Geringe Verstöße sind nicht von der Rechtschutz abgedeckt

Und schließlich kam sie dann doch, die Stefanie Ebert, in Ruhe schilderte sie den Vorgang, der ihr ein Verwarngeld von zehn Euro eingebracht hatte. Zwei Punkte an dieser Schlussrunde, die auch der Höhepunkt dieser Aufzeichnung ist, waren bemerkenswert: Viele Fahrer würden diese zehn Euro bezahlen, weil ein geringer Verstoß nicht von der Rechtsschutzversicherung gedeckt sei, erklärte Pfitzenmaier, der im Übrigen beklagte, dass sich viele Verkehrsrichter gar nicht vorstellen können, wie die Situation da draußen für die Fahrer wirklich ist, wenn sie Parkplätze suchen müssen.Das spült dann letztes Ende durch Parkraummangel sogar noch Geld in die Staatskasse.
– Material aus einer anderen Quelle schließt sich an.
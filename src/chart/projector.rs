//! Polar projection onto the drawing surface.
//!
//! The whole wheel is rotated so the Ascendant sits at the chart's left
//! horizon. This uses the zodiacal convention: screen angle is
//! `180 - (longitude - ascendant)`, so increasing longitude sweeps
//! clockwise on screen and the first six houses fall below the horizon
//! (drawing-surface y grows downward).

use glam::{DVec2, dvec2};

use crate::types::Longitude;

/// Projects `(radius, longitude)` pairs into drawing-surface coordinates.
/// Pure value type; construction fixes the center and the rotation
/// reference for a whole render pass.
#[derive(Debug, Clone, Copy, PartialEq)]
pub struct Projector {
    center: DVec2,
    ascendant: Longitude,
}

impl Projector {
    pub fn new(center: DVec2, ascendant: Longitude) -> Projector {
        Projector { center, ascendant }
    }

    pub fn center(&self) -> DVec2 {
        self.center
    }

    /// Project an ecliptic longitude at the given radius.
    pub fn project(&self, radius: f64, longitude: Longitude) -> DVec2 {
        let screen_deg = (180.0 - longitude.arc_from(self.ascendant)).rem_euclid(360.0);
        let rad = screen_deg.to_radians();
        self.center + radius * dvec2(rad.cos(), rad.sin())
    }
}
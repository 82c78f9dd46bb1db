//! View state: the mutable, process-local slice of the chart.
//!
//! Everything here is owned by the [`ChartEngine`](crate::engine::ChartEngine)
//! and read by every assembly pass. None of it survives into the payload or
//! the scene - it only gates what gets drawn.

use std::str::FromStr;

/// How bodies and signs are labeled.
#[derive(Debug, Clone, Copy, Default, PartialEq, Eq)]
pub enum DisplayMode {
    /// Traditional glyphs.
    #[default]
    Symbolic,
    /// Written-out names, house keywords and house numbers.
    Educational,
}

/// Named overlay toggles exposed to the host UI.
#[derive(Debug, Clone, Copy, PartialEq, Eq)]
pub enum OverlayOption {
    FortunePoint,
    SpiritPoint,
    DegreeTerms,
    DecanFaces,
    AlwaysShowAspects,
}

impl FromStr for OverlayOption {
    type Err = ();

    fn from_str(s: &str) -> Result<Self, Self::Err> {
        match s {
            "show-fortune-point" => Ok(OverlayOption::FortunePoint),
            "show-spirit-point" => Ok(OverlayOption::SpiritPoint),
            "show-degree-terms" => Ok(OverlayOption::DegreeTerms),
            "show-decan-faces" => Ok(OverlayOption::DecanFaces),
            "always-show-aspects" => Ok(OverlayOption::AlwaysShowAspects),
            _ => Err(()),
        }
    }
}

/// The full interactive state of one chart view.
#[derive(Debug, Clone, PartialEq)]
pub struct ViewState {
    pub mode: DisplayMode,
    /// Body currently under the pointer, if any.
    pub highlight: Option<String>,
    pub show_fortune_point: bool,
    pub show_spirit_point: bool,
    pub show_degree_terms: bool,
    pub show_decan_faces: bool,
    pub always_show_aspects: bool,
}

impl Default for ViewState {
    fn default() -> Self {
        ViewState {
            mode: DisplayMode::default(),
            highlight: None,
            show_fortune_point: false,
            show_spirit_point: false,
            show_degree_terms: false,
            show_decan_faces: false,
            // An untouched chart shows every aspect under the display
            // threshold; a highlight narrows the set
            always_show_aspects: true,
        }
    }
}

impl ViewState {
    pub fn set_option(&mut self, option: OverlayOption, on: bool) {
        match option {
            OverlayOption::FortunePoint => self.show_fortune_point = on,
            OverlayOption::SpiritPoint => self.show_spirit_point = on,
            OverlayOption::DegreeTerms => self.show_degree_terms = on,
            OverlayOption::DecanFaces => self.show_decan_faces = on,
            OverlayOption::AlwaysShowAspects => self.always_show_aspects = on,
        }
    }
}

#[cfg(test)]
mod tests {
    use super::*;

    #[test]
    fn option_names_parse() {
        assert_eq!(
            "show-degree-terms".parse::<OverlayOption>(),
            Ok(OverlayOption::DegreeTerms)
        );
        assert!("show-everything".parse::<OverlayOption>().is_err());
    }

    #[test]
    fn options_toggle() {
        let mut view = ViewState::default();
        assert!(!view.show_fortune_point);
        view.set_option(OverlayOption::FortunePoint, true);
        assert!(view.show_fortune_point);
        view.set_option(OverlayOption::AlwaysShowAspects, false);
        assert!(!view.always_show_aspects);
    }
}
//! radix - a natal chart wheel renderer.
//!
//! The crate consumes already-computed astronomical state (planetary
//! longitudes, house cusps, the Ascendant and Midheaven) from an external
//! ephemeris provider and projects it onto a circular layout: zodiac band,
//! house divisions, body glyphs with collision staggering, aspect lines
//! and angle markers. Output is a typed scene graph plus an SVG
//! serialization of it.
//!
//! ```
//! use radix::{ChartEngine, ChartPayload};
//!
//! let payload = ChartPayload::from_json(r#"{
//!     "ascendant": {"position": 123.4},
//!     "midheaven": {"position": 33.2},
//!     "planets": [
//!         {"name": "Sun", "position": 294.7, "speed": 1.019},
//!         {"name": "Moon", "position": 25.1, "speed": 13.2}
//!     ]
//! }"#).unwrap();
//!
//! let mut engine = ChartEngine::default();
//! engine.render(payload);
//! engine.highlight(Some("Sun"));
//! let markup = engine.svg().unwrap();
//! assert!(markup.starts_with("<svg"));
//! ```
//!
//! Stateless hosts can call [`render_svg`] directly; interactive hosts
//! keep a [`ChartEngine`] and wire pointer events to its mutators.

pub mod chart;
pub mod config;
pub mod errors;
pub mod log;
pub mod payload;
pub mod types;
pub mod view;
pub mod zodiac;

mod engine;

pub use chart::{Scene, assemble, to_svg};
pub use config::{AspectConfig, ChartConfig, CollisionConfig, OrbTable, Theme};
pub use engine::ChartEngine;
pub use errors::{ConfigError, PayloadError};
pub use payload::{CelestialBody, ChartPayload};
pub use types::Longitude;
pub use view::{DisplayMode, OverlayOption, ViewState};

/// One-shot render: assemble and serialize in a single call, without
/// engine state. Returns `None` when the payload is not yet renderable.
pub fn render_svg(
    payload: &ChartPayload,
    config: &ChartConfig,
    view: &ViewState,
) -> Option<String> {
    chart::assemble(payload, config, view)
        .as_ref()
        .map(chart::to_svg)
}

#[cfg(test)]
mod tests {
    use super::*;
    use crate::payload::AnglePoint;

    #[test]
    fn one_shot_render() {
        let payload = ChartPayload {
            ascendant: Some(AnglePoint::new(0.0)),
            midheaven: Some(AnglePoint::new(270.0)),
            planets: vec![CelestialBody::new("Sun", 15.0)],
            ..ChartPayload::default()
        };
        let markup =
            render_svg(&payload, &ChartConfig::default(), &ViewState::default()).unwrap();
        assert!(markup.contains("body-Sun"));
    }

    #[test]
    fn one_shot_render_skips_incomplete_payloads() {
        let payload = ChartPayload::default();
        assert!(render_svg(&payload, &ChartConfig::default(), &ViewState::default()).is_none());
    }
}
Und wenn die Polizei, wie in ihrem Falle, die Lkw wieder auf die Bahn geschickt haben, würden sie ja sicher nicht auf die dann freien Parkplätze aufpassen. Die wären dann bald wieder belegt.

Noch mehr Fahrer und vor allem die Verbände müssten sich noch intensiver dafür einsetzen, dass der Staat endlich ausreichend Parkplätze zur Verfügung stellt, so Ebert. Denn so sind die Fahrer letzten Endes mit dem Problem allein gelassen und müssen es ausbaden. Über ihren wirklich ernst gemeinten Vorschlag, den Bundesverkehrsminister zu verklagen, weil es bei steigendem Verkehrsaufkommen zu wenig Parkplätze gibt, will Pfitzenmaier, der einen Erfolg dieser Klage zwar spontan bezweifelte, nun trotzdem in Ruhe nachdenken.